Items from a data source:

-------------------------

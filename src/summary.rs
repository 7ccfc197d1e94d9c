use std::collections::BTreeSet;

use crate::models::{Game, Key, Platform};

pub const SUMMARY_TITLE: &str = "SHiFT Redemption Summary";

/// Per-run tally, sent as one notification when the run ends.
#[derive(Debug, Clone, Default, PartialEq, Eq)]
pub struct RunSummary {
    pub redeemed: u32,
    pub failed: u32,
    pub games: BTreeSet<Game>,
    pub platforms: BTreeSet<Platform>,
    pub errors: Vec<String>,
}

impl RunSummary {
    pub fn record_success(&mut self, key: &Key) {
        self.redeemed += 1;
        self.games.insert(key.game);
        self.platforms.insert(key.platform);
    }

    pub fn record_failure(&mut self) {
        self.failed += 1;
    }

    /// A failure that also carries a message for the report.
    pub fn record_error(&mut self, message: impl Into<String>) {
        self.failed += 1;
        self.errors.push(message.into());
    }

    pub fn render(&self) -> String {
        let mut body = format!(
            "Redeemed: {}\nFailed: {}\nGames: {}\nPlatforms: {}\n",
            self.redeemed,
            self.failed,
            join_or_none(self.games.iter().map(|g| g.id())),
            join_or_none(self.platforms.iter().map(|p| p.id())),
        );
        if !self.errors.is_empty() {
            body.push_str("Errors:\n");
            body.push_str(&self.errors.join("\n"));
        }
        body
    }
}

/// Ids sorted alphabetically, or `None` when empty.
fn join_or_none<'a>(items: impl Iterator<Item = &'a str>) -> String {
    let mut ids: Vec<&str> = items.collect();
    ids.sort_unstable();
    let joined = ids.join(", ");
    if joined.is_empty() {
        "None".to_string()
    } else {
        joined
    }
}

#[cfg(test)]
mod tests {
    use super::*;

    #[test]
    fn empty_summary_renders_none_markers() {
        assert_eq!(
            RunSummary::default().render(),
            "Redeemed: 0\nFailed: 0\nGames: None\nPlatforms: None\n"
        );
    }

    #[test]
    fn platforms_render_in_id_order() {
        let mut summary = RunSummary::default();
        for platform in [Platform::Xboxlive, Platform::Steam, Platform::Epic] {
            summary.record_success(&Key::new("A", "Skin", Game::Ttw, platform));
        }
        summary.record_success(&Key::new("A", "Skin", Game::Bl2, Platform::Steam));
        assert!(summary.render().contains("Games: bl2, ttw\nPlatforms: epic, steam, xboxlive\n"));
    }

    #[test]
    fn successes_collect_games_and_platforms() {
        let mut summary = RunSummary::default();
        summary.record_success(&Key::new("A", "Golden Key", Game::Bl3, Platform::Steam));
        summary.record_success(&Key::new("B", "Golden Key", Game::Bl3, Platform::Epic));
        summary.record_failure();
        summary.record_error("B (epic): connection reset");

        assert_eq!(summary.redeemed, 2);
        assert_eq!(summary.failed, 2);
        assert_eq!(
            summary.render(),
            "Redeemed: 2\nFailed: 2\nGames: bl3\nPlatforms: epic, steam\nErrors:\nB (epic): connection reset"
        );
    }
}
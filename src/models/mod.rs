pub mod catalog;
pub mod key;

pub use catalog::{Game, Platform};
pub use key::{golden_units, Key, PLACEHOLDER_REWARD};
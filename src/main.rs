use std::process::ExitCode;

use anyhow::{Context, Result};
use clap::Parser;
use tracing::{debug, error, info};

use autoshift::config::{Cli, Settings, ENV_KEYS};
use autoshift::database_ops::KeyDb;
use autoshift::runner::{schedule_interval, Session};
use autoshift::shift::ShiftClient;
use autoshift::summary::RunSummary;
use autoshift::util::env as env_util;
use autoshift::{notify, FIRST_RUN_NOTICE};

#[tokio::main]
async fn main() -> ExitCode {
    match run().await {
        Ok(code) => code,
        Err(err) => {
            error!(error = %format!("{err:#}"), "autoshift failed");
            eprintln!("error: {err:#}");
            ExitCode::FAILURE
        }
    }
}

async fn run() -> Result<ExitCode> {
    env_util::init_env();
    let cli = Cli::parse();
    let verbose = cli.verbose || env_util::env_flag("SHIFT_VERBOSE", false);
    autoshift::tracing::init_tracing(autoshift::tracing::default_filter(verbose))?;
    if verbose {
        debug!("Debug mode on");
    }

    let settings = Settings::resolve(cli, env_util::env_opt)?;
    env_util::preflight_check("autoshift", ENV_KEYS);

    if !settings.db_path.exists() {
        println!("{FIRST_RUN_NOTICE}");
    }

    let (user, password) = settings.credentials_or_prompt()?;
    let store = KeyDb::connect(&settings.db_path)
        .await
        .with_context(|| format!("opening {}", settings.db_path.display()))?
        .with_sources(settings.build_sources()?);
    let notifier = notify::from_config(
        settings.apprise_api.as_deref(),
        settings.apprise_url.as_deref(),
    )?;
    let mut session = Session {
        store: Box::new(store),
        client: Box::new(ShiftClient::new(user, password)?),
        notifier,
    };

    let opts = settings.redeem_options();
    let mut budget = settings.limit;
    let mut summary = RunSummary::default();
    let first = session.run_once(&opts, &mut budget, &mut summary).await;

    let Some(hours) = settings.schedule else {
        return Ok(match first {
            Ok(()) => ExitCode::SUCCESS,
            Err(_) => ExitCode::FAILURE,
        });
    };

    let every = schedule_interval(hours);
    info!(
        hours = every.as_secs_f64() / 3600.0,
        "Redeeming every {} hours",
        every.as_secs_f64() / 3600.0
    );
    println!("Press Ctrl+C to exit");
    session.run_scheduled(&opts, &mut budget, every).await?;
    info!("Goodbye.");
    Ok(ExitCode::SUCCESS)
}
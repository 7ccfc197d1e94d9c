//! Minimal HTML text helpers for scraping service pages and feeds.
use std::sync::OnceLock;

use regex::Regex;

/// Decode the handful of entities the scraped pages and feeds use.
pub fn html_unescape(s: &str) -> String {
    s.replace("&quot;", "\"")
        .replace("&#39;", "'")
        .replace("&#x27;", "'")
        .replace("&lt;", "<")
        .replace("&gt;", ">")
        .replace("&amp;", "&")
}

/// Drop tags and collapse whitespace.
pub fn strip_tags(html: &str) -> String {
    static TAGS: OnceLock<Regex> = OnceLock::new();
    let tags = TAGS.get_or_init(|| Regex::new(r"<[^>]*>").expect("tag pattern is valid"));
    tags.replace_all(html, " ")
        .split_whitespace()
        .collect::<Vec<_>>()
        .join(" ")
}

-------------------------

Aim of the task
Within the data above, how many lines contain "tracing"? Respond with the tally alone.

Expected answer
2